There was another flash of lightning, the room theatrically lit for a moment before the dark closed in again around the lamp and the two of them sitting there. She counted to four before the thunder sounded, and felt a little sad, the way she always did when a storm retreated.
She sipped at her cognac, growing accustomed to it, and then as the thought occurred to her she said, ‘I should make a will.’
He nodded, saying, ‘I suppose so, when you get back home.’

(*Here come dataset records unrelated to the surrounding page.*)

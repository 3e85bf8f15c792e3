use serde::{Deserialize, Serialize};
use chrono::NaiveDate;
use std::fmt;
use std::str::FromStr;

pub mod analytics;
pub mod charts;
pub mod config;
pub mod error;
pub mod format;
pub mod i18n;
pub mod routing;

pub use error::{ApiError, FormError};

/// Direction of money flow, shared by transactions and categories
#[derive(Debug, Clone, Copy, PartialEq, Eq, Hash, Serialize, Deserialize)]
#[serde(rename_all = "lowercase")]
pub enum TransactionType {
    /// Money received
    Income,
    /// Money spent
    Expense,
}

impl TransactionType {
    pub const ALL: [TransactionType; 2] = [TransactionType::Income, TransactionType::Expense];

    /// Wire value used in query strings and JSON bodies
    pub fn as_str(&self) -> &'static str {
        match self {
            TransactionType::Income => "income",
            TransactionType::Expense => "expense",
        }
    }

    /// Translation key for the user-facing label
    pub fn label_key(&self) -> &'static str {
        match self {
            TransactionType::Income => "transaction.income",
            TransactionType::Expense => "transaction.expense",
        }
    }

    /// Sign shown in front of amounts of this type
    pub fn sign(&self) -> char {
        match self {
            TransactionType::Income => '+',
            TransactionType::Expense => '-',
        }
    }
}

impl fmt::Display for TransactionType {
    fn fmt(&self, f: &mut fmt::Formatter<'_>) -> fmt::Result {
        f.write_str(self.as_str())
    }
}

impl FromStr for TransactionType {
    type Err = FormError;

    fn from_str(s: &str) -> Result<Self, Self::Err> {
        match s.trim() {
            "income" => Ok(TransactionType::Income),
            "expense" => Ok(TransactionType::Expense),
            other => Err(FormError::InvalidType(other.to_string())),
        }
    }
}

/// The signed-in user as reported by the auth endpoints
#[derive(Debug, Clone, PartialEq, Serialize, Deserialize)]
pub struct User {
    pub id: i64,
    pub username: String,
    #[serde(default)]
    pub email: Option<String>,
    /// RFC 3339 timestamp
    #[serde(default)]
    pub created_at: Option<String>,
}

/// A user-defined income or expense category
#[derive(Debug, Clone, PartialEq, Serialize, Deserialize)]
pub struct Category {
    pub id: i64,
    pub name: String,
    #[serde(rename = "type")]
    pub category_type: TransactionType,
    /// Hex colour such as `#28a745`
    #[serde(default)]
    pub color: Option<String>,
}

impl Category {
    /// Categories of one type, in server order
    pub fn of_type(categories: &[Category], category_type: TransactionType) -> Vec<&Category> {
        categories
            .iter()
            .filter(|category| category.category_type == category_type)
            .collect()
    }
}

/// Read-only client view of a transaction
#[derive(Debug, Clone, PartialEq, Serialize, Deserialize)]
pub struct Transaction {
    pub id: i64,
    #[serde(rename = "type")]
    pub transaction_type: TransactionType,
    pub amount: f64,
    #[serde(default)]
    pub category: Option<Category>,
    pub date: NaiveDate,
    #[serde(default)]
    pub description: Option<String>,
    #[serde(default)]
    pub created_at: Option<String>,
    #[serde(default)]
    pub updated_at: Option<String>,
}

impl Transaction {
    /// Name of the embedded category, empty when the server sent none
    pub fn category_name(&self) -> &str {
        self.category.as_ref().map(|c| c.name.as_str()).unwrap_or("")
    }

    pub fn description_text(&self) -> &str {
        self.description.as_deref().unwrap_or("")
    }
}

#[derive(Debug, Clone, PartialEq, Serialize, Deserialize)]
pub struct Pagination {
    pub page: u32,
    pub per_page: u32,
    pub total: u64,
    pub pages: u32,
    pub has_next: bool,
    pub has_prev: bool,
}

impl Default for Pagination {
    fn default() -> Self {
        Self {
            page: 1,
            per_page: 20,
            total: 0,
            pages: 0,
            has_next: false,
            has_prev: false,
        }
    }
}

#[derive(Debug, Clone, PartialEq, Serialize, Deserialize)]
pub struct TransactionListResponse {
    pub transactions: Vec<Transaction>,
    pub pagination: Pagination,
}

/// Column the transaction list is ordered by
#[derive(Debug, Clone, Copy, PartialEq, Eq, Serialize, Deserialize)]
#[serde(rename_all = "snake_case")]
pub enum SortField {
    Date,
    Amount,
    CreatedAt,
}

impl SortField {
    pub const ALL: [SortField; 3] = [SortField::Date, SortField::Amount, SortField::CreatedAt];

    pub fn as_str(&self) -> &'static str {
        match self {
            SortField::Date => "date",
            SortField::Amount => "amount",
            SortField::CreatedAt => "created_at",
        }
    }

    pub fn label_key(&self) -> &'static str {
        match self {
            SortField::Date => "transactions.sort_date",
            SortField::Amount => "transactions.sort_amount",
            SortField::CreatedAt => "transactions.sort_created",
        }
    }

    pub fn parse(value: &str) -> Option<Self> {
        Self::ALL.into_iter().find(|field| field.as_str() == value)
    }
}

#[derive(Debug, Clone, Copy, PartialEq, Eq, Serialize, Deserialize)]
#[serde(rename_all = "lowercase")]
pub enum SortOrder {
    Asc,
    Desc,
}

impl SortOrder {
    pub fn as_str(&self) -> &'static str {
        match self {
            SortOrder::Asc => "asc",
            SortOrder::Desc => "desc",
        }
    }

    pub fn toggled(&self) -> Self {
        match self {
            SortOrder::Asc => SortOrder::Desc,
            SortOrder::Desc => SortOrder::Asc,
        }
    }
}

/// Query for `GET /api/transactions`
#[derive(Debug, Clone, PartialEq)]
pub struct TransactionQuery {
    pub page: u32,
    pub per_page: u32,
    /// `None` lists both income and expense
    pub transaction_type: Option<TransactionType>,
    pub sort_by: SortField,
    pub sort_order: SortOrder,
}

impl Default for TransactionQuery {
    fn default() -> Self {
        Self {
            page: 1,
            per_page: 20,
            transaction_type: None,
            sort_by: SortField::Date,
            sort_order: SortOrder::Desc,
        }
    }
}

impl TransactionQuery {
    /// The newest `limit` transactions by creation time, as shown on the dashboard
    pub fn recent(limit: u32) -> Self {
        Self {
            page: 1,
            per_page: limit,
            transaction_type: None,
            sort_by: SortField::CreatedAt,
            sort_order: SortOrder::Desc,
        }
    }

    pub fn to_query_pairs(&self) -> Vec<(&'static str, String)> {
        let mut pairs = vec![
            ("page", self.page.to_string()),
            ("per_page", self.per_page.to_string()),
        ];
        if let Some(transaction_type) = self.transaction_type {
            pairs.push(("type", transaction_type.as_str().to_string()));
        }
        pairs.push(("sort_by", self.sort_by.as_str().to_string()));
        pairs.push(("sort_order", self.sort_order.as_str().to_string()));
        pairs
    }
}

#[derive(Debug, Clone, PartialEq, Serialize, Deserialize)]
pub struct CategoriesResponse {
    pub categories: Vec<Category>,
}

#[derive(Debug, Clone, PartialEq, Serialize, Deserialize)]
pub struct LoginRequest {
    pub username: String,
    pub password: String,
}

#[derive(Debug, Clone, PartialEq, Serialize, Deserialize)]
pub struct RegisterRequest {
    pub username: String,
    pub email: String,
    pub password: String,
}

/// Body of `GET /api/auth/me`
#[derive(Debug, Clone, PartialEq, Serialize, Deserialize)]
pub struct CurrentUserResponse {
    pub user: User,
}

/// Body of a successful login or registration
#[derive(Debug, Clone, PartialEq, Serialize, Deserialize)]
pub struct AuthResponse {
    #[serde(default)]
    pub message: Option<String>,
    pub user: User,
}

#[derive(Debug, Clone, PartialEq, Serialize, Deserialize)]
pub struct MessageResponse {
    #[serde(default)]
    pub message: Option<String>,
}

/// Body every endpoint returns on a non-success status
#[derive(Debug, Clone, PartialEq, Serialize, Deserialize)]
pub struct ErrorResponse {
    pub error: String,
}

#[derive(Debug, Clone, PartialEq, Serialize, Deserialize)]
pub struct CreateTransactionRequest {
    #[serde(rename = "type")]
    pub transaction_type: TransactionType,
    pub amount: f64,
    pub category_id: i64,
    pub date: NaiveDate,
    pub description: Option<String>,
}

#[derive(Debug, Clone, PartialEq, Serialize, Deserialize)]
pub struct CreateTransactionResponse {
    #[serde(default)]
    pub message: Option<String>,
    #[serde(default)]
    pub transaction: Option<Transaction>,
}

/// Raw values of the add-transaction form, as read from the inputs
#[derive(Debug, Clone, PartialEq, Default)]
pub struct TransactionForm {
    pub transaction_type: String,
    pub amount: String,
    pub category_id: String,
    pub date: String,
    pub description: String,
}

impl TransactionForm {
    /// Empty form of the given type dated `today`
    pub fn new(transaction_type: TransactionType, today: NaiveDate) -> Self {
        Self {
            transaction_type: transaction_type.as_str().to_string(),
            date: today.format("%Y-%m-%d").to_string(),
            ..Self::default()
        }
    }

    /// Parse the inputs into a request body; nothing is sent when this fails
    pub fn validate(&self) -> Result<CreateTransactionRequest, FormError> {
        let transaction_type = self.transaction_type.parse::<TransactionType>()?;

        let amount_input = self.amount.trim();
        if amount_input.is_empty() {
            return Err(FormError::Required("amount"));
        }
        let amount = amount_input
            .parse::<f64>()
            .map_err(|_| FormError::InvalidAmount(amount_input.to_string()))?;
        if !amount.is_finite() {
            return Err(FormError::InvalidAmount(amount_input.to_string()));
        }
        if amount <= 0.0 {
            return Err(FormError::AmountNotPositive);
        }

        let category_input = self.category_id.trim();
        if category_input.is_empty() {
            return Err(FormError::Required("category"));
        }
        let category_id = category_input
            .parse::<i64>()
            .map_err(|_| FormError::Required("category"))?;

        let date_input = self.date.trim();
        if date_input.is_empty() {
            return Err(FormError::Required("date"));
        }
        let date = NaiveDate::parse_from_str(date_input, "%Y-%m-%d")
            .map_err(|_| FormError::InvalidDate(date_input.to_string()))?;

        let description = match self.description.trim() {
            "" => None,
            text => Some(text.to_string()),
        };

        Ok(CreateTransactionRequest {
            transaction_type,
            amount,
            category_id,
            date,
            description,
        })
    }
}

#[cfg(test)]
mod tests {
    use super::*;

    fn sample_form() -> TransactionForm {
        TransactionForm {
            transaction_type: "expense".to_string(),
            amount: "12.50".to_string(),
            category_id: "3".to_string(),
            date: "2025-03-14".to_string(),
            description: "  lunch ".to_string(),
        }
    }

    #[test]
    fn test_transaction_type_parse() {
        assert_eq!("income".parse::<TransactionType>().unwrap(), TransactionType::Income);
        assert_eq!("expense".parse::<TransactionType>().unwrap(), TransactionType::Expense);
        assert!(matches!(
            "transfer".parse::<TransactionType>(),
            Err(FormError::InvalidType(value)) if value == "transfer"
        ));
    }

    #[test]
    fn test_transaction_deserializes_from_api_shape() {
        let json = r##"{
            "id": 7,
            "amount": 42.5,
            "description": null,
            "date": "2025-06-01",
            "type": "income",
            "category": {"id": 1, "name": "Salary", "type": "income", "color": "#28a745", "created_at": "2025-01-01T00:00:00"},
            "created_at": "2025-06-01T10:00:00",
            "updated_at": "2025-06-01T10:00:00"
        }"##;
        let transaction: Transaction = serde_json::from_str(json).unwrap();
        assert_eq!(transaction.transaction_type, TransactionType::Income);
        assert_eq!(transaction.category_name(), "Salary");
        assert_eq!(transaction.description_text(), "");
        assert_eq!(transaction.date, NaiveDate::from_ymd_opt(2025, 6, 1).unwrap());
    }

    #[test]
    fn test_categories_of_type() {
        let categories = vec![
            Category { id: 1, name: "Salary".into(), category_type: TransactionType::Income, color: None },
            Category { id: 2, name: "Food".into(), category_type: TransactionType::Expense, color: None },
            Category { id: 3, name: "Bonus".into(), category_type: TransactionType::Income, color: None },
        ];
        let income: Vec<i64> = Category::of_type(&categories, TransactionType::Income)
            .iter()
            .map(|c| c.id)
            .collect();
        assert_eq!(income, vec![1, 3]);
    }

    #[test]
    fn test_recent_query_pairs() {
        let pairs = TransactionQuery::recent(5).to_query_pairs();
        assert_eq!(
            pairs,
            vec![
                ("page", "1".to_string()),
                ("per_page", "5".to_string()),
                ("sort_by", "created_at".to_string()),
                ("sort_order", "desc".to_string()),
            ]
        );
    }

    #[test]
    fn test_filtered_query_includes_type() {
        let query = TransactionQuery {
            transaction_type: Some(TransactionType::Income),
            page: 3,
            ..TransactionQuery::default()
        };
        let pairs = query.to_query_pairs();
        assert!(pairs.contains(&("type", "income".to_string())));
        assert!(pairs.contains(&("page", "3".to_string())));
    }

    #[test]
    fn test_form_validates_into_request() {
        let request = sample_form().validate().unwrap();
        assert_eq!(request.transaction_type, TransactionType::Expense);
        assert_eq!(request.amount, 12.5);
        assert_eq!(request.category_id, 3);
        assert_eq!(request.description.as_deref(), Some("lunch"));

        let body = serde_json::to_value(&request).unwrap();
        assert_eq!(body["type"], "expense");
        assert_eq!(body["date"], "2025-03-14");
    }

    #[test]
    fn test_form_rejects_bad_input() {
        let mut form = sample_form();
        form.amount = "abc".to_string();
        assert!(matches!(form.validate(), Err(FormError::InvalidAmount(_))));

        form.amount = "-3".to_string();
        assert_eq!(form.validate(), Err(FormError::AmountNotPositive));

        form.amount = "3".to_string();
        form.category_id = String::new();
        assert_eq!(form.validate(), Err(FormError::Required("category")));

        form.category_id = "1".to_string();
        form.date = "14/03/2025".to_string();
        assert!(matches!(form.validate(), Err(FormError::InvalidDate(_))));
    }

    #[test]
    fn test_empty_description_is_omitted() {
        let mut form = sample_form();
        form.description = "   ".to_string();
        assert_eq!(form.validate().unwrap().description, None);
    }

    #[test]
    fn test_new_form_defaults_date() {
        let today = NaiveDate::from_ymd_opt(2025, 1, 9).unwrap();
        let form = TransactionForm::new(TransactionType::Income, today);
        assert_eq!(form.date, "2025-01-09");
        assert_eq!(form.transaction_type, "income");
        assert!(form.amount.is_empty());
    }
}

‘Don’t you know anyone here? What if my plane crashes? What if someone else tries to kill me?’ It was something she’d never thought about before, making a will, but suddenly it felt urgent, even though there was no one to leave anything to except her uncle or her two young cousins. She didn’t even know what she’d be leaving; only the hazy phantom fortune Lucas had suggested.
‘It’s Sunday tomorrow. But I might be able to arrange something, just to put your mind at rest till you get back.’
‘Good.’ She finished her drink and nestled further into the sofa. ‘You should write to your daughter.’
‘How can I? I don’t even know her name.’
When Ella woke, she was still on the sofa, a blanket over her. It was light, a clear blue sky visible through the windows. She could hear sounds coming in from the kitchen, and she could smell coffee. She sat up, but it was Chris in the kitchen, not Lucas.